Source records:
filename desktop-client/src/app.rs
use std::time::Duration;

use common::config::{ConfigManager, FileContentConfigProvider};
use common::games::snake::{
    Direction, FrameOutcome, GameEvent, GameMode, LoopDriver, MAX_BOARD_TILES,
    MAX_MOVES_PER_SECOND, MIN_BOARD_TILES, MIN_MOVES_PER_SECOND, RenderSink, RunState,
    SnakeGameSettings, SnakeSession, SwipeTracker,
};
use common::{debug_log, log};
use eframe::egui;

use crate::config::Config;
use crate::frame_scheduler::EguiFrameScheduler;
use crate::ui::{BoardPainter, THEME_NAMES, Theme, keyboard_events, swipe_direction};

pub struct SnakeApp {
    session: SnakeSession,
    driver: LoopDriver,
    scheduler: EguiFrameScheduler,
    swipe: SwipeTracker,
    theme: Theme,
    draft_settings: SnakeGameSettings,
    config_manager: ConfigManager<FileContentConfigProvider, Config>,
}

impl SnakeApp {
    pub fn new(
        ctx: egui::Context,
        session: SnakeSession,
        config_manager: ConfigManager<FileContentConfigProvider, Config>,
    ) -> Self {
        let theme = Theme::by_name(&session.profile().theme());
        let draft_settings = *session.settings();
        let mut app = Self {
            session,
            driver: LoopDriver::new(),
            scheduler: EguiFrameScheduler::new(ctx),
            swipe: SwipeTracker::default(),
            theme,
            draft_settings,
            config_manager,
        };
        app.session.push_event(GameEvent::Restart);
        app.driver.pump_events(&mut app.session, &mut app.scheduler);
        app
    }

    fn save_game_settings(&self, settings: SnakeGameSettings) {
        if let Err(e) = self.config_manager.update(|config| config.game = settings) {
            log!("Failed to save settings: {}", e);
        }
    }

    fn change_mode(&mut self, mode: GameMode) {
        self.session.push_event(GameEvent::ChangeMode(mode));
        self.draft_settings.mode = mode;
        let settings = SnakeGameSettings {
            mode,
            ..*self.session.settings()
        };
        self.save_game_settings(settings);
    }

    fn change_theme(&mut self, name: &str) {
        self.theme = Theme::by_name(name);
        self.session.profile().save_theme(self.theme.name);
        debug_log!("Theme set to {}", self.theme.name);
    }

    fn render_hud(&mut self, ui: &mut egui::Ui) {
        let (score, best) = match self.session.view() {
            Some(view) => (view.score, view.best_score),
            None => (0, self.session.best_score()),
        };

        ui.horizontal(|ui| {
            ui.label(egui::RichText::new(format!("Score: {}", score)).size(18.0));
            ui.separator();
            ui.label(egui::RichText::new(format!("Best: {}", best)).size(18.0));
            ui.separator();

            let current_mode = self.session.settings().mode;
            let mut mode = current_mode;
            egui::ComboBox::from_label("Mode")
                .selected_text(mode.label())
                .show_ui(ui, |ui| {
                    for option in [GameMode::Bounded, GameMode::Portal] {
                        ui.selectable_value(&mut mode, option, option.label());
                    }
                });
            if mode != current_mode {
                self.change_mode(mode);
            }

            let current_theme = self.theme.name;
            let mut theme_name = current_theme;
            egui::ComboBox::from_label("Theme")
                .selected_text(theme_name)
                .show_ui(ui, |ui| {
                    for option in THEME_NAMES {
                        ui.selectable_value(&mut theme_name, option, option);
                    }
                });
            if theme_name != current_theme {
                self.change_theme(theme_name);
            }

            if ui.button("🔄 Restart").clicked() {
                self.session.push_event(GameEvent::Restart);
            }
        });

        ui.collapsing("Settings", |ui| {
            ui.add(
                egui::Slider::new(
                    &mut self.draft_settings.board_tiles,
                    MIN_BOARD_TILES..=MAX_BOARD_TILES,
                )
                .text("Board tiles"),
            );
            ui.add(
                egui::Slider::new(
                    &mut self.draft_settings.moves_per_second,
                    MIN_MOVES_PER_SECOND..=MAX_MOVES_PER_SECOND,
                )
                .text("Moves per second"),
            );
            if ui.button("Apply and restart").clicked() {
                let settings = self.draft_settings.sanitized();
                self.session.push_event(GameEvent::Reconfigure(settings));
                self.save_game_settings(settings);
            }
        });
    }

    fn render_controls(&mut self, ui: &mut egui::Ui) {
        let mut pressed = None;
        ui.vertical_centered(|ui| {
            if ui.button("⬆").clicked() {
                pressed = Some(Direction::Up);
            }
            ui.horizontal(|ui| {
                if ui.button("⬅").clicked() {
                    pressed = Some(Direction::Left);
                }
                if ui.button("⬇").clicked() {
                    pressed = Some(Direction::Down);
                }
                if ui.button("➡").clicked() {
                    pressed = Some(Direction::Right);
                }
            });
            let hint = match self.session.run_state() {
                RunState::Over => "Space to play again",
                _ => "Arrows, WASD/ZQSD or swipe on the board",
            };
            ui.label(egui::RichText::new(hint).small().color(egui::Color32::GRAY));
        });

        if let Some(direction) = pressed {
            self.session.push_event(GameEvent::Turn(direction));
        }
    }

    fn render_board(&mut self, ui: &mut egui::Ui, ctx: &egui::Context) {
        let side = ui.available_width().min(ui.available_height()).max(100.0);
        let (response, painter) =
            ui.allocate_painter(egui::vec2(side, side), egui::Sense::drag());

        if let Some(direction) = swipe_direction(&response, &mut self.swipe) {
            self.session.push_event(GameEvent::Turn(direction));
        }
        self.driver.pump_events(&mut self.session, &mut self.scheduler);

        let now = Duration::from_secs_f64(ctx.input(|i| i.time));
        let mut board = BoardPainter::new(&painter, response.rect, &self.theme);
        let outcome = match self.scheduler.take_due() {
            Some(_) => self
                .driver
                .on_frame(now, &mut self.session, &mut self.scheduler, &mut board),
            None => FrameOutcome::Inactive,
        };

        // egui redraws from scratch every update, so paint even when the loop is parked.
        if outcome == FrameOutcome::Inactive {
            match self.session.view() {
                Some(view) => board.render(&view),
                None => board.render_idle(self.session.settings().board_tiles),
            }
        }
    }
}

impl eframe::App for SnakeApp {
    fn update(&mut self, ctx: &egui::Context, _frame: &mut eframe::Frame) {
        for event in keyboard_events(ctx, self.session.run_state()) {
            self.session.push_event(event);
        }

        egui::TopBottomPanel::top("hud").show(ctx, |ui| self.render_hud(ui));
        egui::TopBottomPanel::bottom("controls").show(ctx, |ui| self.render_controls(ui));
        egui::CentralPanel::default().show(ctx, |ui| {
            ui.vertical_centered(|ui| self.render_board(ui, ctx));
        });
    }
}
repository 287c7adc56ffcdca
mod key_value_store;
mod profile_store;

pub use key_value_store::{KeyValueStore, MemoryStore, YamlFileStore};
pub use profile_store::{BEST_SCORE_KEY, DEFAULT_THEME, ProfileStore, THEME_KEY};
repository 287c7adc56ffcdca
pub mod config;
pub mod games;
pub mod logger;
pub mod storage;

pub use logger::LogLevel;
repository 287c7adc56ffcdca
use eframe::egui::Color32;

pub const THEME_NAMES: [&str; 2] = ["neon", "classic"];

#[derive(Clone, Debug, PartialEq)]
pub struct Theme {
    pub name: &'static str,
    pub background: Color32,
    pub grid_line: Color32,
    pub snake_head: Color32,
    pub snake_tail: Color32,
    pub food: Color32,
    pub overlay: Color32,
    pub text: Color32,
}

impl Theme {
    pub fn neon() -> Self {
        Self {
            name: "neon",
            background: Color32::from_rgb(0x05, 0x09, 0x11),
            grid_line: Color32::from_rgba_unmultiplied(255, 255, 255, 8),
            snake_head: Color32::from_rgb(0x3e, 0xff, 0x8a),
            snake_tail: Color32::from_rgb(0x1f, 0x9e, 0xd1),
            food: Color32::from_rgb(0xff, 0x5f, 0x76),
            overlay: Color32::from_rgba_unmultiplied(5, 6, 10, 166),
            text: Color32::WHITE,
        }
    }

    pub fn classic() -> Self {
        Self {
            name: "classic",
            background: Color32::from_rgb(0x9b, 0xbc, 0x0f),
            grid_line: Color32::from_rgba_unmultiplied(0, 0, 0, 12),
            snake_head: Color32::from_rgb(0x0f, 0x38, 0x0f),
            snake_tail: Color32::from_rgb(0x30, 0x62, 0x30),
            food: Color32::from_rgb(0x8b, 0x1e, 0x1e),
            overlay: Color32::from_rgba_unmultiplied(15, 56, 15, 170),
            text: Color32::from_rgb(0xe0, 0xf8, 0xd0),
        }
    }

    /// Unknown names fall back to neon.
    pub fn by_name(name: &str) -> Self {
        match name {
            "classic" => Self::classic(),
            _ => Self::neon(),
        }
    }

    /// Colour of segment `index` in a chain of `len`, head to tail.
    pub fn segment_color(&self, index: usize, len: usize) -> Color32 {
        if len <= 1 {
            return self.snake_head;
        }
        let t = index as f32 / (len - 1) as f32;
        let mix = |a: u8, b: u8| (a as f32 + (b as f32 - a as f32) * t).round() as u8;
        Color32::from_rgb(
            mix(self.snake_head.r(), self.snake_tail.r()),
            mix(self.snake_head.g(), self.snake_tail.g()),
            mix(self.snake_head.b(), self.snake_tail.b()),
        )
    }
}
use serde::{Deserialize, Serialize};

pub trait ConfigSerializer<TConfig> {
    fn serialize(&self, config: &TConfig) -> Result<String, String>;
    fn deserialize(&self, content: &str) -> Result<TConfig, String>;
}

#[derive(Default)]
pub struct YamlConfigSerializer;

impl YamlConfigSerializer {
    pub fn new() -> Self {
        Self
    }
}

impl<TConfig> ConfigSerializer<TConfig> for YamlConfigSerializer
where
    TConfig: for<'de> Deserialize<'de> + Serialize,
{
    fn serialize(&self, config: &TConfig) -> Result<String, String> {
        serde_yaml_ng::to_string(config).map_err(|e| format!("Failed to serialize YAML: {}", e))
    }

    fn deserialize(&self, content: &str) -> Result<TConfig, String> {
        serde_yaml_ng::from_str(content).map_err(|e| format!("Failed to parse YAML: {}", e))
    }
}
mod main_config;

pub use main_config::{Config, data_file_path, get_config_manager};
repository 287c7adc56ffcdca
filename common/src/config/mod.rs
mod config_content_provider;
mod config_manager;
mod config_serializer;
mod validate;

pub use config_content_provider::{
    ConfigContentProvider, FileContentConfigProvider, MemoryContentProvider,
};
pub use config_manager::ConfigManager;
pub use config_serializer::{ConfigSerializer, YamlConfigSerializer};
pub use validate::Validate;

Work item: Find the string "Context" in the entries above. Copy each line where it occurs.

Exercise result:
        ctx: egui::Context,
    fn render_board(&mut self, ui: &mut egui::Ui, ctx: &egui::Context) {
    fn update(&mut self, ctx: &egui::Context, _frame: &mut eframe::Frame) {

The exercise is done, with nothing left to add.